:: WHAT NEEDS TO BE DONE ::
Which lines of the records below contain the string "Created"? Report each of them.

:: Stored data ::

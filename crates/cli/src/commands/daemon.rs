// SPDX-License-Identifier: BUSL-1.1
// Copyright (c) 2026 Alfred Jean LLC

//! `rd daemon` - background daemon management

use std::io::{BufRead, BufReader};
use std::path::{Path, PathBuf};
use std::time::Duration;

use anyhow::{anyhow, Result};
use clap::{Args, Subcommand};
use rd_daemon::Config;

use crate::client::DaemonClient;
use crate::client_lifecycle::{connect_or_start, daemon_stop, find_rdd_binary};
use crate::client_queries::DaemonStatus;
use crate::color;
use crate::output::{format_elapsed, format_or_json, format_time_ago, OutputFormat};

#[derive(Args)]
pub struct DaemonArgs {
    #[command(subcommand)]
    pub command: DaemonCommand,
}

#[derive(Subcommand)]
pub enum DaemonCommand {
    /// Start the daemon
    Start {
        /// Run in the foreground instead of detaching
        #[arg(long)]
        foreground: bool,
    },
    /// Stop the daemon
    Stop,
    /// Stop, then start the daemon
    Restart,
    /// Show uptime and the execution slot holder
    Status,
    /// Print recent daemon log lines
    Logs {
        /// Number of lines to show
        #[arg(short = 'n', long, default_value_t = 200)]
        limit: usize,
    },
}

pub async fn daemon(args: DaemonArgs, format: OutputFormat) -> Result<()> {
    match args.command {
        DaemonCommand::Start { foreground } => start(foreground).await,
        DaemonCommand::Stop => stop().await,
        DaemonCommand::Restart => restart().await,
        DaemonCommand::Status => status(format).await,
        DaemonCommand::Logs { limit } => logs(limit, format),
    }
}

async fn start(foreground: bool) -> Result<()> {
    if foreground {
        let binary = find_rdd_binary();
        let status = tokio::process::Command::new(&binary)
            .status()
            .await
            .map_err(|e| anyhow!("{}: {}", binary.display(), e))?;
        if !status.success() {
            return Err(anyhow!("daemon exited with {status}"));
        }
        return Ok(());
    }

    if let Ok(client) = DaemonClient::connect() {
        if let Ok(status) = client.status().await {
            println!("Daemon already running (uptime {})", format_elapsed(status.uptime_secs));
            return Ok(());
        }
    }
    connect_or_start().await?;
    println!("Daemon started");
    Ok(())
}

async fn stop() -> Result<()> {
    if daemon_stop().await? {
        println!("Daemon stopped");
    } else {
        println!("Daemon not running");
    }
    Ok(())
}

async fn restart() -> Result<()> {
    if daemon_stop().await? {
        // Grace period for the old process to release its pid lock
        tokio::time::sleep(Duration::from_millis(500)).await;
    }
    connect_or_start().await?;
    println!("Daemon restarted");
    Ok(())
}

async fn status(format: OutputFormat) -> Result<()> {
    let client = match DaemonClient::connect() {
        Ok(client) => client,
        Err(e) if e.is_not_running() => return print_not_running(format),
        Err(e) => return Err(e.into()),
    };
    let status = match client.status().await {
        Ok(status) => status,
        Err(e) if e.is_not_running() => return print_not_running(format),
        Err(e) => return Err(e.into()),
    };
    let version = client.hello().await.unwrap_or_else(|_| "unknown".to_string());

    let obj = serde_json::json!({
        "status": "running",
        "version": version,
        "pid": status.pid,
        "uptime_secs": status.uptime_secs,
        "holder": status.holder,
    });
    format_or_json(format, &obj, || print!("{}", render_daemon_status(&version, &status)))
}

fn logs(limit: usize, format: OutputFormat) -> Result<()> {
    let config = Config::load()?;
    let Some(path) = newest_log(&config.logs_path)? else {
        let obj = serde_json::json!({ "log_path": null, "lines": [] });
        return format_or_json(format, &obj, || {
            println!("No daemon log in {}", config.logs_path.display())
        });
    };
    let lines = read_last_lines(&path, limit)?;
    let obj = serde_json::json!({ "log_path": path, "lines": lines });
    format_or_json(format, &obj, || {
        for line in &lines {
            println!("{line}");
        }
    })
}

fn print_not_running(format: OutputFormat) -> Result<()> {
    let obj = serde_json::json!({ "status": "not_running" });
    format_or_json(format, &obj, || println!("Daemon not running"))
}

pub(crate) fn render_daemon_status(version: &str, status: &DaemonStatus) -> String {
    let mut out = format!(
        "Status: running\nVersion: {version}\nPid: {}\nUptime: {}\n",
        status.pid,
        format_elapsed(status.uptime_secs)
    );
    match &status.holder {
        Some(holder) => out.push_str(&format!(
            "Slot: {} {} for '{}' (started {} ago)\n",
            holder.kind,
            color::muted(holder.job_id.short(8)),
            color::header(&holder.company),
            format_time_ago(holder.started_at_ms)
        )),
        None => out.push_str("Slot: idle\n"),
    }
    out
}

/// Latest `daemon.log*` by name; daily rotation suffixes sort by date
pub(crate) fn newest_log(dir: &Path) -> Result<Option<PathBuf>> {
    let entries = match std::fs::read_dir(dir) {
        Ok(entries) => entries,
        Err(e) if e.kind() == std::io::ErrorKind::NotFound => return Ok(None),
        Err(e) => return Err(e.into()),
    };
    let mut logs: Vec<PathBuf> = entries
        .filter_map(|entry| entry.ok().map(|e| e.path()))
        .filter(|path| {
            path.file_name()
                .and_then(|name| name.to_str())
                .is_some_and(|name| name.starts_with("daemon.log"))
        })
        .collect();
    logs.sort();
    Ok(logs.pop())
}

pub(crate) fn read_last_lines(path: &Path, n: usize) -> Result<Vec<String>> {
    let file = std::fs::File::open(path)?;
    let lines: Vec<String> = BufReader::new(file).lines().collect::<std::io::Result<_>>()?;
    let start = lines.len().saturating_sub(n);
    Ok(lines[start..].to_vec())
}

#[cfg(test)]
#[path = "daemon_tests.rs"]
mod tests;
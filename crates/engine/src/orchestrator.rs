// SPDX-License-Identifier: BUSL-1.1
// Copyright (c) 2026 Alfred Jean LLC

//! Facade over planning, supervision, reconciliation and proposals.
//!
//! One instance is shared by every connection the daemon serves. Status and
//! result reads never wait on the execution slot.

use rd_adapters::{ProcessAdapter, WorkflowClient, WorkflowMode};
use rd_core::{
    Clock, Company, CompanyResults, JobId, JobKind, ProposalProgress, ProposalStatus, RunStatus,
    TopicArtifact, TopicIndex,
};
use rd_storage::{ArtifactStore, EditRecord};
use tracing::{debug, info};

use crate::config::{EngineConfig, Limits};
use crate::error::EngineError;
use crate::planner::{plan_run, PlanError, RunPlan, TopicSelection};
use crate::proposal::{ProposalError, ProposalPipeline};
use crate::reconcile::{disk_live, job_status};
use crate::supervisor::{Acquire, SlotGuard, Supervisor};

/// Result of a run request
#[derive(Debug, Clone, PartialEq, Eq)]
pub enum StartOutcome {
    Started { job_id: JobId, topics: Vec<TopicIndex> },
    /// Another job holds the slot
    Busy { held_by: Company, kind: JobKind },
    /// Every topic already has content; nothing was spawned
    AlreadyComplete,
}

/// Result of a proposal request
#[derive(Debug, Clone, PartialEq, Eq)]
pub enum ProposalOutcome {
    Cached(String),
    Created(String),
    Busy { held_by: Company, kind: JobKind },
}

#[derive(Clone)]
pub struct Orchestrator<P: ProcessAdapter, W: WorkflowClient, C: Clock> {
    store: ArtifactStore,
    supervisor: Supervisor<P, C>,
    proposals: ProposalPipeline<W>,
    client: W,
    clock: C,
    limits: Limits,
}

impl<P: ProcessAdapter, W: WorkflowClient, C: Clock> Orchestrator<P, W, C> {
    pub fn new(store: ArtifactStore, process: P, client: W, clock: C, config: EngineConfig) -> Self {
        let supervisor =
            Supervisor::new(process, clock.clone(), store.clone(), config.runner, config.limits);
        let proposals = ProposalPipeline::new(store.clone(), client.clone(), config.proposal_retry);
        Self { store, supervisor, proposals, client, clock, limits: config.limits }
    }

    pub fn store(&self) -> &ArtifactStore {
        &self.store
    }

    pub fn supervisor(&self) -> &Supervisor<P, C> {
        &self.supervisor
    }

    pub fn limits(&self) -> &Limits {
        &self.limits
    }

    pub fn now_ms(&self) -> u64 {
        self.clock.epoch_ms()
    }

    /// A research run for `company` is live in memory or on disk
    fn research_live(&self, company: &Company) -> bool {
        self.supervisor.is_running_for(company, JobKind::Research)
            || disk_live(&self.store.read_markers(company), self.now_ms(), &self.limits)
    }

    /// Plan and, if anything is left to do, start a research run
    pub async fn start_run(
        &self,
        company: &Company,
        topics: Option<&[u32]>,
    ) -> Result<StartOutcome, EngineError> {
        let selection = TopicSelection::from_request(topics)?;
        self.start(company, &selection).await
    }

    /// Rerun one topic, overwriting its content
    pub async fn rerun_topic(
        &self,
        company: &Company,
        index: u32,
    ) -> Result<StartOutcome, EngineError> {
        let index = TopicIndex::new(index).map_err(PlanError::from)?;
        self.start(company, &TopicSelection::single(index)).await
    }

    async fn start(
        &self,
        company: &Company,
        selection: &TopicSelection,
    ) -> Result<StartOutcome, EngineError> {
        let completed = self.store.completed_topics(company)?;
        let topics = match plan_run(&completed, selection) {
            RunPlan::Skip => {
                info!(%company, "all topics complete, nothing to run");
                return Ok(StartOutcome::AlreadyComplete);
            }
            RunPlan::Run(topics) => topics,
        };
        match self.supervisor.try_start_research(company, &topics).await? {
            Acquire::Acquired(job_id) => Ok(StartOutcome::Started { job_id, topics }),
            Acquire::Busy(holder) => {
                info!(%company, held_by = %holder.company, kind = %holder.kind, "run rejected, slot busy");
                Ok(StartOutcome::Busy { held_by: holder.company, kind: holder.kind })
            }
        }
    }

    pub fn status(&self, company: &Company) -> Result<RunStatus, EngineError> {
        let owned = self.supervisor.owned_run(company);
        Ok(job_status(&self.store, company, owned, self.now_ms(), &self.limits)?)
    }

    pub fn results(&self, company: &Company) -> Result<CompanyResults, EngineError> {
        let status = self.status(company)?;
        Ok(CompanyResults {
            company: company.clone(),
            state: status.state,
            progress: status.progress,
            items: self.store.read_topics(company)?,
            has_proposal: self.store.has_proposal(company)?,
        })
    }

    pub fn companies(&self) -> Result<Vec<Company>, EngineError> {
        Ok(self.store.list_companies()?)
    }

    /// Remove every artifact of `company`.
    ///
    /// Refused while any job for the company is live. Returns whether a
    /// directory existed.
    pub fn delete_results(&self, company: &Company) -> Result<bool, EngineError> {
        let now_ms = self.now_ms();
        let deleted = self.supervisor.exclusive(company, || {
            if disk_live(&self.store.read_markers(company), now_ms, &self.limits) {
                return Err(EngineError::Busy { held_by: company.clone(), kind: JobKind::Research });
            }
            Ok(self.store.delete(company)?)
        });
        let existed = match deleted {
            Ok(result) => result?,
            Err(holder) => {
                return Err(EngineError::Busy { held_by: holder.company, kind: holder.kind })
            }
        };
        info!(%company, existed, "results deleted");
        Ok(existed)
    }

    /// Replace a topic's content with user text, keeping the previous
    /// content in its history
    pub fn edit_topic(
        &self,
        company: &Company,
        index: u32,
        text: &str,
        markdown: Option<&str>,
    ) -> Result<TopicArtifact, EngineError> {
        let index = TopicIndex::new(index).map_err(PlanError::from)?;
        if self.research_live(company) {
            return Err(EngineError::Busy { held_by: company.clone(), kind: JobKind::Research });
        }
        let artifact = self.store.edit_topic(company, index, text, markdown, self.now_ms())?;
        info!(%company, topic = %index, history = artifact.history_count, "topic edited");
        Ok(artifact)
    }

    pub fn topic_history(
        &self,
        company: &Company,
        index: u32,
    ) -> Result<Vec<EditRecord>, EngineError> {
        let index = TopicIndex::new(index).map_err(PlanError::from)?;
        Ok(self.store.topic_history(company, index)?)
    }

    /// Return the cached proposal or build one.
    ///
    /// Building runs on its own task so it completes even if the caller goes
    /// away; the caller waits for it.
    pub async fn create_proposal(&self, company: &Company) -> Result<ProposalOutcome, EngineError> {
        if !self.store.exists(company) {
            return Err(ProposalError::NotFound(company.clone()).into());
        }
        if let Some(proposal) = self.store.read_proposal(company)? {
            debug!(%company, "proposal cache hit");
            return Ok(ProposalOutcome::Cached(proposal));
        }
        self.client.check_ready(WorkflowMode::Transform).map_err(ProposalError::Unavailable)?;
        let inputs = self.store.proposal_inputs(company)?;
        if inputs.is_empty() {
            return Err(ProposalError::NoResearchData(company.clone()).into());
        }

        let guard = match self.supervisor.reserve_proposal(company) {
            Ok(guard) => guard,
            Err(holder) => {
                info!(%company, held_by = %holder.company, "proposal rejected, slot busy");
                return Ok(ProposalOutcome::Busy { held_by: holder.company, kind: holder.kind });
            }
        };
        self.build_proposal(guard, company, inputs).await
    }

    /// Build a proposal while holding the slot.
    ///
    /// Another proposal job may have finished between the cache check and
    /// the reservation, so the cache is read again first.
    async fn build_proposal(
        &self,
        guard: SlotGuard,
        company: &Company,
        inputs: Vec<(TopicIndex, String)>,
    ) -> Result<ProposalOutcome, EngineError> {
        if let Some(proposal) = self.store.read_proposal(company)? {
            debug!(%company, "proposal cached while waiting for the slot");
            return Ok(ProposalOutcome::Cached(proposal));
        }
        let pipeline = self.proposals.clone();
        let owned = company.clone();
        let task = tokio::spawn(async move {
            let _guard = guard;
            pipeline.run(&owned, &inputs).await
        });
        match task.await {
            Ok(result) => Ok(ProposalOutcome::Created(result?)),
            Err(e) => Err(ProposalError::Task(e.to_string()).into()),
        }
    }

    /// Non-blocking proposal progress.
    ///
    /// A `running` record with no proposal job in this daemon was interrupted
    /// and reads as failed.
    pub fn proposal_progress(&self, company: &Company) -> Result<ProposalProgress, EngineError> {
        if self.store.has_proposal(company)? {
            let total = self.store.proposal_inputs(company)?.len() as u32;
            return Ok(ProposalProgress::completed(total));
        }
        let progress = match self.store.read_proposal_progress(company)? {
            None => ProposalProgress::idle(),
            Some(p)
                if p.status == ProposalStatus::Running
                    && !self.supervisor.is_running_for(company, JobKind::Proposal) =>
            {
                ProposalProgress::failed(p.current, p.total, "interrupted before completion")
            }
            Some(p) => p,
        };
        Ok(progress)
    }
}

#[cfg(test)]
#[path = "orchestrator_tests.rs"]
mod tests;
// SPDX-License-Identifier: BUSL-1.1
// Copyright (c) 2026 Alfred Jean LLC

//! `rd companies` and `rd delete` - stored result sets

use std::io::Write;

use anyhow::Result;
use clap::Args;
use serde::Serialize;

use crate::client_lifecycle::connect_or_start;
use crate::color;
use crate::output::{format_or_json, handle_list, OutputFormat};

#[derive(Args)]
pub struct DeleteArgs {
    pub company: String,
}

#[derive(Serialize)]
struct Deleted<'a> {
    company: &'a str,
    existed: bool,
}

pub async fn companies(format: OutputFormat) -> Result<()> {
    let client = connect_or_start().await?;
    let names = client.companies().await?;
    handle_list(format, &names, "No stored results", |names, out| {
        for name in names {
            let _ = writeln!(out, "{name}");
        }
    })
}

pub async fn delete(args: DeleteArgs, format: OutputFormat) -> Result<()> {
    let client = connect_or_start().await?;
    let existed = client.delete_results(&args.company).await?;
    let deleted = Deleted { company: &args.company, existed };
    format_or_json(format, &deleted, || println!("{}", render_delete(&args.company, existed)))
}

pub(crate) fn render_delete(company: &str, existed: bool) -> String {
    if existed {
        format!("Deleted results for '{}'", color::header(company))
    } else {
        format!("No results stored for '{}'", color::header(company))
    }
}

#[cfg(test)]
#[path = "company_tests.rs"]
mod tests;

:: PROBLEM SOLUTION ::
    Created(String),
            Ok(result) => Ok(ProposalOutcome::Created(result?)),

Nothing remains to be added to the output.